Exercise goal: Some lines in the records below may hold the word "header"; give the number of those lines and nothing else.

--- Records for processing Enclosed Below ---

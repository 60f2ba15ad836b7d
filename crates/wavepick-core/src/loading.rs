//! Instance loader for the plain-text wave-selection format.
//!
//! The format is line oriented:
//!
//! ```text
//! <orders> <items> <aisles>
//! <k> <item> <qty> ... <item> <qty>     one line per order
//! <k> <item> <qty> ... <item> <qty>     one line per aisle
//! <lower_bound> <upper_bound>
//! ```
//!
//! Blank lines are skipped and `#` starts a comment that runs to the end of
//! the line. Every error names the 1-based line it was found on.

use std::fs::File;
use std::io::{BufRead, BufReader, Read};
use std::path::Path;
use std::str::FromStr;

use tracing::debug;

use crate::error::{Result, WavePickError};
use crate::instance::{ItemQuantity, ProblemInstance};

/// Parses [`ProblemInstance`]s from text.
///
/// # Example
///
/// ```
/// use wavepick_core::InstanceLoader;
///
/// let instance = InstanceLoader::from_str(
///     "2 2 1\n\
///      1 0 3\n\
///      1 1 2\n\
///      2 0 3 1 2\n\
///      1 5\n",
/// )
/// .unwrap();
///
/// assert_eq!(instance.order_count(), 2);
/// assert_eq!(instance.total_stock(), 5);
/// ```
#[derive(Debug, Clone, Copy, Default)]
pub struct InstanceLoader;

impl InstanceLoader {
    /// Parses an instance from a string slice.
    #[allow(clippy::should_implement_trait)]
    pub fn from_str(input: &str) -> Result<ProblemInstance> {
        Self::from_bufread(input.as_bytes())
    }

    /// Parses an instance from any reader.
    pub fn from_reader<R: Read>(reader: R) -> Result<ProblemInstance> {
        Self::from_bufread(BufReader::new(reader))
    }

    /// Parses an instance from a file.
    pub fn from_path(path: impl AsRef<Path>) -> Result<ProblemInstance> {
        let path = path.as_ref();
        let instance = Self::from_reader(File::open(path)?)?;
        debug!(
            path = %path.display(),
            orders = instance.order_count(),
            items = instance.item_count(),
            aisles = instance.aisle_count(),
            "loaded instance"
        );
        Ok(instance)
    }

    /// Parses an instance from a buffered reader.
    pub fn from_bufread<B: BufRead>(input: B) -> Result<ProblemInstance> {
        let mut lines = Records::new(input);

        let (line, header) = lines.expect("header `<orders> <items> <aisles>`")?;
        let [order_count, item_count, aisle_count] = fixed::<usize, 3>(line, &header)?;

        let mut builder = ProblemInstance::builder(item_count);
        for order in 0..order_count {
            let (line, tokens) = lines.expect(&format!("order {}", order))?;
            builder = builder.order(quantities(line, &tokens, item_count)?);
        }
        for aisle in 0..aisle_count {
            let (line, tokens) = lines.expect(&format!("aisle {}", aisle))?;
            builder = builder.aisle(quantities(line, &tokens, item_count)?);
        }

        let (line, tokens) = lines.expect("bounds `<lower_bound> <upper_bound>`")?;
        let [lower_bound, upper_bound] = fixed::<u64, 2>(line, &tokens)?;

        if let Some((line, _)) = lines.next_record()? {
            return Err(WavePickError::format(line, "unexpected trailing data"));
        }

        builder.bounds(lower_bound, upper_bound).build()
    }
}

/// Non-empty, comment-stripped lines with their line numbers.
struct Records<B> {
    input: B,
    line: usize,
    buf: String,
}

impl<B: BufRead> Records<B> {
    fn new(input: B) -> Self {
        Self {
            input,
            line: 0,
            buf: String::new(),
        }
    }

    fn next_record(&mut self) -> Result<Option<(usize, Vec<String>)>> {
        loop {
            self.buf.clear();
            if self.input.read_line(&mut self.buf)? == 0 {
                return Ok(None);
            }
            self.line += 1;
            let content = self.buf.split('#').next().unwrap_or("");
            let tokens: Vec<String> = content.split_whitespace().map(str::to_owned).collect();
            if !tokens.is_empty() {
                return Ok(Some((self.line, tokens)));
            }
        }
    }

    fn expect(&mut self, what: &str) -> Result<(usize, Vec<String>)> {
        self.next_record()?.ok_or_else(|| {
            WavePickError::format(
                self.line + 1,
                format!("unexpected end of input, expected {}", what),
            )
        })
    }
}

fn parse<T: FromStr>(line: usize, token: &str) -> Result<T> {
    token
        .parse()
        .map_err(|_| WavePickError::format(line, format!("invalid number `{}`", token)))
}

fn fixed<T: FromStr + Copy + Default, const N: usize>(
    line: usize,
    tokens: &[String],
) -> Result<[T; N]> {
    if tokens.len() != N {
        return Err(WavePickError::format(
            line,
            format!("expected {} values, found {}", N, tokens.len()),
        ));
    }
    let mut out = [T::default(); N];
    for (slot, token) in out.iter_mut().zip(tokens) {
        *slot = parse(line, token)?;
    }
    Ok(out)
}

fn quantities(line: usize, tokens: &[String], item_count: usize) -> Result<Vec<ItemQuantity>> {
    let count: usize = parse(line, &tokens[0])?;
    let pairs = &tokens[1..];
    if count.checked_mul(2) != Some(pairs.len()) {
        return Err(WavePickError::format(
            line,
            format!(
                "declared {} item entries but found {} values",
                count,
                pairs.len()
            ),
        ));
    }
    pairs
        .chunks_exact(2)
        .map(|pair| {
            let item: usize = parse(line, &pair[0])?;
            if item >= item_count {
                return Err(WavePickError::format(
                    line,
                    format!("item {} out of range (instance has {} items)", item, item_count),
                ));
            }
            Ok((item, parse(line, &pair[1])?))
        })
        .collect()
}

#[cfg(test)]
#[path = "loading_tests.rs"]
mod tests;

--- End of Enclosed Records for processing ---

Response to this exercise: 2